### Task statement
Within the material below, how many lines include "failed"? Answer with the count only.
---- Available data
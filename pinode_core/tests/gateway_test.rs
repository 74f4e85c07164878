use pinode_core::{
    AcquisitionState, BusLock, BusLockGuard, Capabilities, Command, Device, EventSink, Gateway,
    GatewaySettings, MemoryPublisher, PinodeError, PinodeResult, SchedulerConfig, Value,
    ValueDescriptor, ValueRegistry, ValueType,
};
use std::sync::atomic::{AtomicBool, Ordering};
use std::sync::Arc;
use std::thread;
use std::time::{Duration, Instant};

/// A dimmer on a shared bus. Holds the bus for its whole session while
/// `exclusive` is set, otherwise only per transaction.
struct Dimmer {
    id: String,
    bus: BusLock,
    exclusive: bool,
    present: Arc<AtomicBool>,
    read_delay: Duration,
    state: AcquisitionState,
    session: Option<BusLockGuard>,
    level: i64,
    registry: Arc<ValueRegistry<Dimmer>>,
}

impl Dimmer {
    fn new(id: &str, bus: BusLock, poll: Option<Duration>) -> Self {
        let registry = ValueRegistry::new()
            .sensor(
                ValueDescriptor::sensor("power", ValueType::float()).with_poll_interval(poll),
                |d: &mut Dimmer| {
                    let _guard = d.transaction()?;
                    thread::sleep(d.read_delay);
                    Ok(Value::Float(d.level as f64 * 0.6))
                },
            )
            .config(
                ValueDescriptor::config("level", ValueType::int_range(0, 100)).with_default(0i64),
                |d: &mut Dimmer| Ok(Value::Int(d.level)),
                |d: &mut Dimmer, v| {
                    let _guard = d.transaction()?;
                    d.level = v.as_i64().unwrap_or(d.level);
                    Ok(())
                },
            )
            .action(
                ValueDescriptor::action("switch", ValueType::enumeration(&["on", "off"])),
                |d: &mut Dimmer, payload| {
                    d.level = match payload.as_ref().and_then(|p| p.as_str()) {
                        Some("on") => 100,
                        _ => 0,
                    };
                    Ok(Some(Value::Int(d.level)))
                },
            );
        Self {
            id: id.to_string(),
            bus,
            exclusive: false,
            present: Arc::new(AtomicBool::new(true)),
            read_delay: Duration::ZERO,
            state: AcquisitionState::Closed,
            session: None,
            level: 0,
            registry: Arc::new(registry),
        }
    }

    fn exclusive(mut self) -> Self {
        self.exclusive = true;
        self
    }

    fn slow(mut self, read_delay: Duration) -> Self {
        self.read_delay = read_delay;
        self
    }

    fn transaction(&self) -> PinodeResult<Option<BusLockGuard>> {
        if self.session.is_some() {
            return Ok(None);
        }
        self.bus.acquire(&self.id).map(Some)
    }
}

impl Device for Dimmer {
    fn id(&self) -> &str {
        &self.id
    }

    fn kind(&self) -> &'static str {
        "dimmer"
    }

    fn capabilities(&self) -> Capabilities {
        Capabilities::actuator()
    }

    fn state(&self) -> AcquisitionState {
        self.state
    }

    fn descriptors(&self) -> Vec<ValueDescriptor> {
        self.registry.descriptors()
    }

    fn open(&mut self, _events: EventSink) -> PinodeResult<()> {
        if !self.present.load(Ordering::SeqCst) {
            return Err(PinodeError::unavailable(format!("{} not responding", self.id)));
        }
        let guard = self.bus.acquire(&self.id)?;
        if self.exclusive {
            self.session = Some(guard);
            self.state = AcquisitionState::Locked;
        } else {
            self.state = AcquisitionState::Free;
        }
        Ok(())
    }

    fn close(&mut self) -> PinodeResult<()> {
        self.session = None;
        self.state = AcquisitionState::Closed;
        Ok(())
    }

    fn read(&mut self, value_id: &str) -> PinodeResult<Value> {
        let registry = Arc::clone(&self.registry);
        registry.read(self, value_id)
    }

    fn write(&mut self, value_id: &str, value: Value) -> PinodeResult<()> {
        let registry = Arc::clone(&self.registry);
        registry.write(self, value_id, value)
    }

    fn action(&mut self, value_id: &str, payload: Option<Value>) -> PinodeResult<Option<Value>> {
        let registry = Arc::clone(&self.registry);
        registry.act(self, value_id, payload)
    }
}

fn settings() -> GatewaySettings {
    GatewaySettings {
        lock_timeout_ms: 50,
        shutdown_deadline_ms: 2000,
        scheduler: SchedulerConfig::default()
            .with_min_poll_interval(Duration::from_millis(10))
            .with_shutdown_timeout(Duration::from_secs(1)),
        ..GatewaySettings::default()
    }
}

fn bus() -> BusLock {
    BusLock::new("i2c-1", Duration::from_millis(50))
}

fn wait_for<F: Fn() -> bool>(timeout: Duration, condition: F) -> bool {
    let deadline = Instant::now() + timeout;
    while Instant::now() < deadline {
        if condition() {
            return true;
        }
        thread::sleep(Duration::from_millis(5));
    }
    condition()
}

#[test]
fn test_close_leaves_no_lock_held() {
    let bus = bus();
    let mut holder = Dimmer::new("holder", bus.clone(), None).exclusive();
    let mut other = Dimmer::new("other", bus.clone(), None);

    holder.open(EventSink::detached("holder")).unwrap();
    let err = other.open(EventSink::detached("other")).unwrap_err();
    assert!(matches!(err, PinodeError::ResourceUnavailable(_)));

    holder.close().unwrap();
    holder.close().unwrap();

    let start = Instant::now();
    other.open(EventSink::detached("other")).unwrap();
    assert!(start.elapsed() < Duration::from_millis(20));
    assert!(!bus.is_locked());
}

#[test]
fn test_dispatcher_round_trip_and_rejections() {
    let memory = MemoryPublisher::new();
    let mut gateway = Gateway::new(settings(), Arc::new(memory.clone()));
    gateway
        .add_device(Box::new(Dimmer::new("dimmer", bus(), None)))
        .unwrap();
    gateway.start().unwrap();
    let dispatcher = gateway.dispatcher();

    for level in [0i64, 42, 100] {
        dispatcher
            .dispatch(&Command::set("dimmer", "level", Value::Int(level)))
            .unwrap();
        let read = dispatcher.dispatch(&Command::get("dimmer", "level")).unwrap();
        assert_eq!(read, Some(Value::Int(level)));
    }

    let err = dispatcher
        .dispatch(&Command::set("dimmer", "level", Value::Int(101)))
        .unwrap_err();
    assert!(matches!(err, PinodeError::InvalidValue { .. }));
    assert_eq!(
        dispatcher.dispatch(&Command::get("dimmer", "level")).unwrap(),
        Some(Value::Int(100))
    );

    assert!(matches!(
        dispatcher.dispatch(&Command::get("dimmer", "voltage")),
        Err(PinodeError::UnknownValue(_))
    ));
    assert!(matches!(
        dispatcher.dispatch(&Command::get("lamp", "level")),
        Err(PinodeError::UnknownDevice(_))
    ));
    assert!(matches!(
        dispatcher.dispatch(&Command::set("dimmer", "power", Value::Float(1.0))),
        Err(PinodeError::InvalidValue { .. })
    ));

    // Config writes are published
    let published = memory.messages_for("dimmer", "level");
    assert_eq!(published.len(), 3);
    assert_eq!(published[2].value, Value::Int(100));

    let response = dispatcher.handle(&Command::action("dimmer", "switch", "off"));
    assert!(response.success);
    assert_eq!(response.result, Some(Value::Int(0)));

    assert!(gateway.stop().is_clean());
}

#[test]
fn test_slow_poll_does_not_delay_other_devices() {
    let mut gateway = Gateway::new(settings(), Arc::new(MemoryPublisher::new()));
    gateway
        .add_device(Box::new(
            Dimmer::new("slow", bus(), Some(Duration::from_millis(20)))
                .slow(Duration::from_millis(500)),
        ))
        .unwrap();
    gateway
        .add_device(Box::new(Dimmer::new("fast", bus(), None)))
        .unwrap();
    gateway.start().unwrap();
    let dispatcher = gateway.dispatcher();

    assert!(wait_for(Duration::from_secs(1), || {
        gateway
            .scheduler()
            .job_info("slow", "power")
            .map_or(false, |info| info.in_flight)
    }));

    let start = Instant::now();
    let read = dispatcher.dispatch(&Command::get("fast", "level")).unwrap();
    let elapsed = start.elapsed();
    assert_eq!(read, Some(Value::Int(0)));
    assert!(elapsed < Duration::from_millis(100), "get took {:?}", elapsed);

    let start = Instant::now();
    dispatcher
        .dispatch(&Command::set("fast", "level", Value::Int(30)))
        .unwrap();
    assert!(start.elapsed() < Duration::from_millis(100));

    gateway.stop();
}

#[test]
fn test_dispatch_to_closed_device_is_not_ready() {
    let mut gateway = Gateway::new(settings(), Arc::new(MemoryPublisher::new()));
    let dimmer = Dimmer::new("dimmer", bus(), None);
    dimmer.present.store(false, Ordering::SeqCst);
    gateway.add_device(Box::new(dimmer)).unwrap();
    gateway.start().unwrap();

    let err = gateway
        .dispatcher()
        .dispatch(&Command::action("dimmer", "switch", "on"))
        .unwrap_err();
    assert!(matches!(err, PinodeError::DeviceNotReady(_)));

    // Unknown values are reported before readiness
    let err = gateway
        .dispatcher()
        .dispatch(&Command::get("dimmer", "nope"))
        .unwrap_err();
    assert!(matches!(err, PinodeError::UnknownValue(_)));
}

#[test]
fn test_unreachable_device_is_retried_on_later_polls() {
    let memory = MemoryPublisher::new();
    let mut gateway = Gateway::new(settings(), Arc::new(memory.clone()));
    let dimmer = Dimmer::new("dimmer", bus(), Some(Duration::from_millis(40)));
    let present = Arc::clone(&dimmer.present);
    present.store(false, Ordering::SeqCst);
    gateway.add_device(Box::new(dimmer)).unwrap();
    gateway.start().unwrap();

    assert!(wait_for(Duration::from_secs(1), || {
        gateway
            .scheduler()
            .job_info("dimmer", "power")
            .map_or(false, |info| info.stats.failed >= 2)
    }));
    assert!(memory.messages_for("dimmer", "power").is_empty());
    assert!(gateway.scheduler().is_running());

    present.store(true, Ordering::SeqCst);
    assert!(wait_for(Duration::from_secs(1), || {
        !memory.messages_for("dimmer", "power").is_empty()
    }));

    let health = gateway.health();
    assert_eq!(health.len(), 1);
    assert!(health[0].alive);

    assert!(gateway.stop().is_clean());
}

#[test]
fn test_stop_closes_devices_and_releases_bus() {
    let bus = bus();
    let mut gateway = Gateway::new(settings(), Arc::new(MemoryPublisher::new()));
    gateway
        .add_device(Box::new(Dimmer::new("holder", bus.clone(), None).exclusive()))
        .unwrap();
    gateway.start().unwrap();
    assert!(bus.is_locked());

    let report = gateway.stop();
    assert!(report.is_clean());
    assert!(!bus.is_locked());

    let handle = gateway.device("holder").unwrap();
    assert_eq!(handle.lock().state(), AcquisitionState::Closed);
}

#[test]
fn test_devices_can_join_and_leave_a_running_gateway() {
    let memory = MemoryPublisher::new();
    let mut gateway = Gateway::new(settings(), Arc::new(memory.clone()));
    gateway.start().unwrap();

    gateway
        .add_device(Box::new(Dimmer::new(
            "late",
            bus(),
            Some(Duration::from_millis(30)),
        )))
        .unwrap();
    assert_eq!(gateway.scheduler().job_count(), 1);
    assert!(wait_for(Duration::from_secs(1), || {
        !memory.messages_for("late", "power").is_empty()
    }));

    gateway.remove_device("late").unwrap();
    assert_eq!(gateway.scheduler().job_count(), 0);
    assert!(gateway.device("late").is_none());

    assert!(matches!(
        gateway.remove_device("late"),
        Err(PinodeError::UnknownDevice(_))
    ));
    gateway.stop();
}
//! Camera
//!
//! Wraps a [`CameraSession`]. Photos and videos land under
//! `<home>/public/picamera/`, named after the capture time.

use std::path::{Path, PathBuf};
use std::sync::Arc;
use std::time::Duration;

use pinode_core::{
    AcquisitionState, BusLock, Capabilities, Device, DeviceConfig, EventSink, PinodeError,
    PinodeResult, Value, ValueDescriptor, ValueRegistry, ValueType,
};

use crate::drivers::camera::{
    CameraDriver, CameraSession, CameraState, PreviewSettings, StreamTarget,
};

pub const DEFAULT_WARMUP: Duration = Duration::from_millis(2000);
pub const DEFAULT_VIDEO_DURATION: i64 = 10;

const PHOTO_DIR: &str = "photo/snapshot";
const SEQUENCE_DIR: &str = "photo/sequence";
const VIDEO_DIR: &str = "video/snapshot";
const TIMESTAMP_FORMAT: &str = "%Y_%m_%d-%H_%M_%S";

pub struct CameraDevice {
    id: String,
    /// `<home>/public/picamera`
    media_dir: PathBuf,
    session: CameraSession,
    video_duration: Duration,
    stream_target: StreamTarget,
    state: AcquisitionState,
    registry: Arc<ValueRegistry<Self>>,
}

impl CameraDevice {
    pub fn new(
        id: &str,
        home: &Path,
        driver: CameraDriver,
        lock: BusLock,
        warmup: Duration,
    ) -> Self {
        Self {
            id: id.to_string(),
            media_dir: home.join("public").join("picamera"),
            session: CameraSession::new(id, lock, driver, warmup),
            video_duration: Duration::from_secs(DEFAULT_VIDEO_DURATION as u64),
            stream_target: StreamTarget::default(),
            state: AcquisitionState::Closed,
            registry: Arc::new(Self::values()),
        }
    }

    pub fn from_config(
        id: &str,
        config: &DeviceConfig,
        home: &Path,
        driver: CameraDriver,
        lock: BusLock,
    ) -> PinodeResult<Self> {
        let warmup = config
            .get_option_u64("warmup_ms")
            .map(Duration::from_millis)
            .unwrap_or(DEFAULT_WARMUP);
        let mut device = Self::new(id, home, driver, lock, warmup);

        let registry =
            Self::values().with_poll_intervals(|name, default| config.poll_interval(name, default));
        // Static values for the writable configs, checked like runtime writes
        for name in ["led", "hflip", "vflip", "video_duration", "host", "port"] {
            let raw = match config.options.get(name) {
                Some(raw) => raw,
                None => continue,
            };
            let value = yaml_to_value(raw).ok_or_else(|| {
                PinodeError::config(format!("{}: unsupported value for '{}'", id, name))
            })?;
            registry
                .write(&mut device, name, value)
                .map_err(|e| PinodeError::config(format!("{}: {}", id, e)))?;
        }
        device.registry = Arc::new(registry);
        Ok(device)
    }

    pub fn camera_state(&self) -> CameraState {
        self.session.state()
    }

    pub fn media_dir(&self) -> &Path {
        &self.media_dir
    }

    pub fn stream_target(&self) -> &StreamTarget {
        &self.stream_target
    }

    fn timestamped(&self, dir: &str, ext: &str) -> PathBuf {
        let stamp = chrono::Local::now().format(TIMESTAMP_FORMAT);
        self.media_dir.join(dir).join(format!("{}.{}", stamp, ext))
    }

    fn update_preview(&mut self, change: impl FnOnce(&mut PreviewSettings)) {
        let mut preview = self.session.preview().clone();
        change(&mut preview);
        self.session.set_preview(preview);
    }

    fn snapshot(&mut self) -> PinodeResult<Value> {
        let path = self.timestamped(PHOTO_DIR, "jpg");
        self.session.snapshot(&path)?;
        log::info!("{}: photo saved to {}", self.id, path.display());
        Ok(Value::Text(path.display().to_string()))
    }

    fn video(&mut self) -> PinodeResult<Value> {
        let path = self.timestamped(VIDEO_DIR, "mjpeg");
        self.session.record(&path, self.video_duration)?;
        log::info!(
            "{}: recording {:?} to {}",
            self.id,
            self.video_duration,
            path.display()
        );
        Ok(Value::Text(path.display().to_string()))
    }

    fn stream(&mut self, command: &str) -> PinodeResult<()> {
        match command {
            "start" => self.session.stream(&self.stream_target),
            "reload" => self.session.reload_stream(),
            _ => {
                if self.session.state() != CameraState::Streaming {
                    return Err(PinodeError::invalid("stream", "no stream is running"));
                }
                self.session.stop()
            }
        }
    }

    fn values() -> ValueRegistry<Self> {
        ValueRegistry::new()
            .sensor(
                ValueDescriptor::sensor("state", ValueType::enumeration(&CameraState::NAMES))
                    .with_label("State")
                    .with_help("Camera state machine position"),
                |d: &mut Self| Ok(Value::Enum(d.session.state().to_string())),
            )
            .config(
                ValueDescriptor::config("led", ValueType::Bool)
                    .with_help("Camera LED on while previewing")
                    .with_default(true),
                |d: &mut Self| Ok(Value::Bool(d.session.preview().led)),
                |d: &mut Self, v| {
                    let on = v.as_bool().unwrap_or(true);
                    d.update_preview(|p| p.led = on);
                    Ok(())
                },
            )
            .config(
                ValueDescriptor::config("hflip", ValueType::Bool)
                    .with_help("Flip the image horizontally")
                    .with_default(false),
                |d: &mut Self| Ok(Value::Bool(d.session.preview().hflip)),
                |d: &mut Self, v| {
                    let flip = v.as_bool().unwrap_or_default();
                    d.update_preview(|p| p.hflip = flip);
                    Ok(())
                },
            )
            .config(
                ValueDescriptor::config("vflip", ValueType::Bool)
                    .with_help("Flip the image vertically")
                    .with_default(false),
                |d: &mut Self| Ok(Value::Bool(d.session.preview().vflip)),
                |d: &mut Self, v| {
                    let flip = v.as_bool().unwrap_or_default();
                    d.update_preview(|p| p.vflip = flip);
                    Ok(())
                },
            )
            .config(
                ValueDescriptor::config("video_duration", ValueType::int_range(1, 3600))
                    .with_help("Length of a video in seconds")
                    .with_default(DEFAULT_VIDEO_DURATION),
                |d: &mut Self| Ok(Value::Int(d.video_duration.as_secs() as i64)),
                |d: &mut Self, v| {
                    let secs = v.as_i64().unwrap_or(DEFAULT_VIDEO_DURATION).max(1) as u64;
                    d.video_duration = Duration::from_secs(secs);
                    Ok(())
                },
            )
            .config(
                ValueDescriptor::config("host", ValueType::Text)
                    .with_help("Address the stream server binds to")
                    .with_default(Value::Text(StreamTarget::default().host)),
                |d: &mut Self| Ok(Value::Text(d.stream_target.host.clone())),
                |d: &mut Self, v| {
                    let host = v.as_str().unwrap_or_default().trim();
                    if host.is_empty() {
                        return Err(PinodeError::invalid("host", "host must not be empty"));
                    }
                    d.stream_target.host = host.to_string();
                    Ok(())
                },
            )
            .config(
                ValueDescriptor::config("port", ValueType::int_range(1, 65_535))
                    .with_help("Port the stream server listens on")
                    .with_default(StreamTarget::default().port as i64),
                |d: &mut Self| Ok(Value::Int(d.stream_target.port as i64)),
                |d: &mut Self, v| {
                    let port = v.as_i64().unwrap_or_default();
                    d.stream_target.port = u16::try_from(port).map_err(|_| {
                        PinodeError::invalid("port", format!("{} is not a port", port))
                    })?;
                    Ok(())
                },
            )
            .action(
                ValueDescriptor::action("snapshot", ValueType::Text)
                    .with_help("Take a photo; returns the file name"),
                |d: &mut Self, _| d.snapshot().map(Some),
            )
            .action(
                ValueDescriptor::action("video", ValueType::Text)
                    .with_help("Record a video of video_duration seconds; returns the file name"),
                |d: &mut Self, _| d.video().map(Some),
            )
            .action(
                ValueDescriptor::action(
                    "stream",
                    ValueType::enumeration(&["start", "stop", "reload"]),
                )
                .with_help("Control the network stream"),
                |d: &mut Self, payload| {
                    let command = payload
                        .as_ref()
                        .and_then(|p| p.as_str())
                        .unwrap_or("start")
                        .to_string();
                    d.stream(&command)?;
                    Ok(Some(Value::Enum(d.session.state().to_string())))
                },
            )
            .action(
                ValueDescriptor::action("stop", ValueType::Text)
                    .with_help("Stop whatever the camera is doing"),
                |d: &mut Self, _| {
                    d.session.stop()?;
                    Ok(Some(Value::Enum(CameraState::Idle.to_string())))
                },
            )
    }
}

fn yaml_to_value(raw: &serde_yaml::Value) -> Option<Value> {
    match raw {
        serde_yaml::Value::Bool(b) => Some(Value::Bool(*b)),
        serde_yaml::Value::Number(n) => n
            .as_i64()
            .map(Value::Int)
            .or_else(|| n.as_f64().map(Value::Float)),
        serde_yaml::Value::String(s) => Some(Value::Text(s.clone())),
        _ => None,
    }
}

impl Device for CameraDevice {
    fn id(&self) -> &str {
        &self.id
    }

    fn kind(&self) -> &'static str {
        "camera"
    }

    fn capabilities(&self) -> Capabilities {
        Capabilities::actuator()
    }

    fn state(&self) -> AcquisitionState {
        match self.state {
            AcquisitionState::Closed => AcquisitionState::Closed,
            _ if self.session.is_idle() => AcquisitionState::Free,
            _ => AcquisitionState::Locked,
        }
    }

    fn open(&mut self, _events: EventSink) -> PinodeResult<()> {
        if self.state.is_open() {
            return Ok(());
        }
        self.session
            .driver()
            .lock()
            .init()
            .map_err(PinodeError::into_unavailable)?;
        for dir in [PHOTO_DIR, SEQUENCE_DIR, VIDEO_DIR] {
            std::fs::create_dir_all(self.media_dir.join(dir)).map_err(|e| {
                PinodeError::unavailable(format!("{}: {}", self.media_dir.display(), e))
            })?;
        }
        self.state = AcquisitionState::Free;
        Ok(())
    }

    fn close(&mut self) -> PinodeResult<()> {
        if self.state.is_open() {
            self.session.stop()?;
            if let Err(e) = self.session.driver().lock().shutdown() {
                log::warn!("{}: camera shutdown failed: {}", self.id, e);
            }
            self.state = AcquisitionState::Closed;
        }
        Ok(())
    }

    fn check_heartbeat(&mut self) -> bool {
        self.state.is_open() && self.session.driver().lock().is_available()
    }

    registry_values!();
}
--------
### Task result
2